Goals and Function of Therapy
The
basic goal of structural family therapy is the restructuralization of the
family’s system of transactional rules, such that the interaccional reality of
the family becomes more flexible, with an expanded availability of alternative
ways of dealing with each other. By releasing family members from their
stereotyped positions and functions, this restructuralization enables the
system to mobilize its underutilized resources and to improve its ability to
cope with stress and conflict. Once the constricting set of rules is outgrown,
individual dysfunctional ‘behaviors, including those described as the
presenting problem, lose their support in the system and become unnecessary
from the point of view of homeostasis.

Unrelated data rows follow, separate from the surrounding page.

//! The [`Context`] ties the pipeline graph, the fragment backend and the
//! shader compiler together.
//!
//! All mutations go through the context so the backend observes them and
//! drops shaders that no longer match their pipeline.
//!
//! ```rust,ignore
//! use cg_pipeline::{Color, Context, FragendSettings};
//!
//! let mut ctx = Context::new(FragendSettings::default(), compiler);
//! let p = ctx.new_pipeline();
//! ctx.set_layer_texture(p, 0, Some(Texture::new_2d(1)))?;
//! ctx.set_layer_combine_string(p, 0, "RGBA = MODULATE(PREVIOUS, TEXTURE)")?;
//! let shader = ctx.flush_fragment_shader(p)?;
//! ```

use std::rc::Rc;

use crate::driver::{ShaderCompiler, ShaderHandle};
use crate::errors::Result;
use crate::fragend::{Fragend, FragendStats, select_fragend};
use crate::pipeline::{
    AlphaFunc, BlendState, Color, DepthState, Filters, LayerCombine, LayerHandle, PipelineGraph,
    PipelineHandle, Snippet, Texture, TextureType,
};
use crate::settings::FragendSettings;

pub struct Context {
    settings: FragendSettings,
    graph: PipelineGraph,
    fragend: Box<dyn Fragend>,
    compiler: Box<dyn ShaderCompiler>,
}

impl Context {
    pub fn new(settings: FragendSettings, compiler: impl ShaderCompiler + 'static) -> Self {
        log::info!(
            "Creating pipeline context: GLSL {} (es: {}), debug flags {:?}",
            settings.caps.glsl.number,
            settings.caps.glsl.es,
            settings.debug
        );
        Self {
            settings,
            graph: PipelineGraph::new(),
            fragend: select_fragend(settings),
            compiler: Box::new(compiler),
        }
    }

    #[must_use]
    pub fn settings(&self) -> &FragendSettings {
        &self.settings
    }

    /// Read access to the graph for queries.
    #[must_use]
    pub fn graph(&self) -> &PipelineGraph {
        &self.graph
    }

    #[must_use]
    pub fn stats(&self) -> FragendStats {
        self.fragend.stats()
    }

    // ========================================================================
    // Pipeline lifetime
    // ========================================================================

    /// Creates a pipeline with default state.
    pub fn new_pipeline(&mut self) -> PipelineHandle {
        self.graph.new_pipeline()
    }

    /// Creates a pipeline that inherits all state from `parent`.
    pub fn copy(&mut self, parent: PipelineHandle) -> Result<PipelineHandle> {
        self.graph.copy(parent)
    }

    pub fn free_pipeline(&mut self, pipeline: PipelineHandle) -> Result<()> {
        self.graph.free_pipeline(pipeline, self.fragend.as_observer())?;
        self.fragend.collect_garbage(&mut *self.compiler);
        Ok(())
    }

    // ========================================================================
    // Pipeline state
    // ========================================================================

    pub fn set_color(&mut self, pipeline: PipelineHandle, color: Color) -> Result<()> {
        self.graph.set_color(pipeline, color, self.fragend.as_observer())
    }

    pub fn set_blend(&mut self, pipeline: PipelineHandle, blend: BlendState) -> Result<()> {
        self.graph.set_blend(pipeline, blend, self.fragend.as_observer())
    }

    pub fn set_depth(&mut self, pipeline: PipelineHandle, depth: DepthState) -> Result<()> {
        self.graph.set_depth(pipeline, depth, self.fragend.as_observer())
    }

    pub fn set_alpha_test(
        &mut self,
        pipeline: PipelineHandle,
        func: AlphaFunc,
        reference: f32,
    ) -> Result<()> {
        self.graph
            .set_alpha_test(pipeline, func, reference, self.fragend.as_observer())
    }

    pub fn set_point_size(&mut self, pipeline: PipelineHandle, size: f32) -> Result<()> {
        self.graph
            .set_point_size(pipeline, size, self.fragend.as_observer())
    }

    pub fn add_snippet(&mut self, pipeline: PipelineHandle, snippet: Snippet) -> Result<()> {
        self.graph
            .add_snippet(pipeline, snippet, self.fragend.as_observer())
    }

    // ========================================================================
    // Layer state
    // ========================================================================

    /// Returns the layer with `index`, creating it with default state.
    pub fn ensure_layer(&mut self, pipeline: PipelineHandle, index: u32) -> Result<LayerHandle> {
        self.graph
            .ensure_layer(pipeline, index, self.fragend.as_observer())
    }

    pub fn remove_layer(&mut self, pipeline: PipelineHandle, index: u32) -> Result<()> {
        self.graph
            .remove_layer(pipeline, index, self.fragend.as_observer())
    }

    pub fn set_layer_texture(
        &mut self,
        pipeline: PipelineHandle,
        index: u32,
        texture: Option<Texture>,
    ) -> Result<()> {
        self.graph
            .set_layer_texture(pipeline, index, texture, self.fragend.as_observer())
    }

    pub fn set_layer_texture_type(
        &mut self,
        pipeline: PipelineHandle,
        index: u32,
        ty: TextureType,
    ) -> Result<()> {
        self.graph
            .set_layer_texture_type(pipeline, index, ty, self.fragend.as_observer())
    }

    pub fn set_layer_filters(
        &mut self,
        pipeline: PipelineHandle,
        index: u32,
        filters: Filters,
    ) -> Result<()> {
        self.graph
            .set_layer_filters(pipeline, index, filters, self.fragend.as_observer())
    }

    pub fn set_layer_combine(
        &mut self,
        pipeline: PipelineHandle,
        index: u32,
        combine: LayerCombine,
    ) -> Result<()> {
        self.graph
            .set_layer_combine(pipeline, index, combine, self.fragend.as_observer())
    }

    /// Parses `description` and sets it as the layer's combine state. On a
    /// parse error the pipeline is left untouched.
    pub fn set_layer_combine_string(
        &mut self,
        pipeline: PipelineHandle,
        index: u32,
        description: &str,
    ) -> Result<()> {
        self.graph.set_layer_combine_string(
            pipeline,
            index,
            description,
            self.fragend.as_observer(),
        )
    }

    pub fn set_layer_combine_constant(
        &mut self,
        pipeline: PipelineHandle,
        index: u32,
        constant: Color,
    ) -> Result<()> {
        self.graph.set_layer_combine_constant(
            pipeline,
            index,
            constant,
            self.fragend.as_observer(),
        )
    }

    pub fn set_layer_point_sprite_coords(
        &mut self,
        pipeline: PipelineHandle,
        index: u32,
        enable: bool,
    ) -> Result<()> {
        self.graph.set_layer_point_sprite_coords(
            pipeline,
            index,
            enable,
            self.fragend.as_observer(),
        )
    }

    pub fn add_layer_snippet(
        &mut self,
        pipeline: PipelineHandle,
        index: u32,
        snippet: Snippet,
    ) -> Result<()> {
        self.graph
            .add_layer_snippet(pipeline, index, snippet, self.fragend.as_observer())
    }

    // ========================================================================
    // Fragment shaders
    // ========================================================================

    /// Generates and compiles the fragment shader of `pipeline` unless an
    /// equivalent one already exists.
    ///
    /// Returns `None` only when the backend produced no shader object.
    /// Compilation failures are logged, not returned.
    pub fn flush_fragment_shader(
        &mut self,
        pipeline: PipelineHandle,
    ) -> Result<Option<ShaderHandle>> {
        self.fragend
            .flush(&mut self.graph, &mut *self.compiler, pipeline)
    }

    /// Shader from the last flush, or `None` if the pipeline changed since.
    #[must_use]
    pub fn fragment_shader(&self, pipeline: PipelineHandle) -> Option<ShaderHandle> {
        self.fragend.shader(pipeline)
    }

    #[must_use]
    pub fn fragment_source(&self, pipeline: PipelineHandle) -> Option<Rc<str>> {
        self.fragend.source(pipeline)
    }

    #[must_use]
    pub fn fragment_source_hash(&self, pipeline: PipelineHandle) -> Option<u128> {
        self.fragend.source_hash(pipeline)
    }

    #[must_use]
    pub fn fragment_compile_succeeded(&self, pipeline: PipelineHandle) -> Option<bool> {
        self.fragend.compile_succeeded(pipeline)
    }
}

impl Drop for Context {
    fn drop(&mut self) {
        self.fragend.release_all(&mut *self.compiler);
    }
}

When the family achieves
self-sufficiency in sustaining these changes without the challenging support of
the therapist, therapy comes to an end.
This
statement of goals may appear as too ambitious an objective; after all, the
“presenting problem” was perhaps originally characterized as one aspect in the
behavior of one out of seven family members. But from the model’s point of
view, the structural relationship between system and problem behavior is not
just a farfetched conceptual connection: it is an observable phenomenon.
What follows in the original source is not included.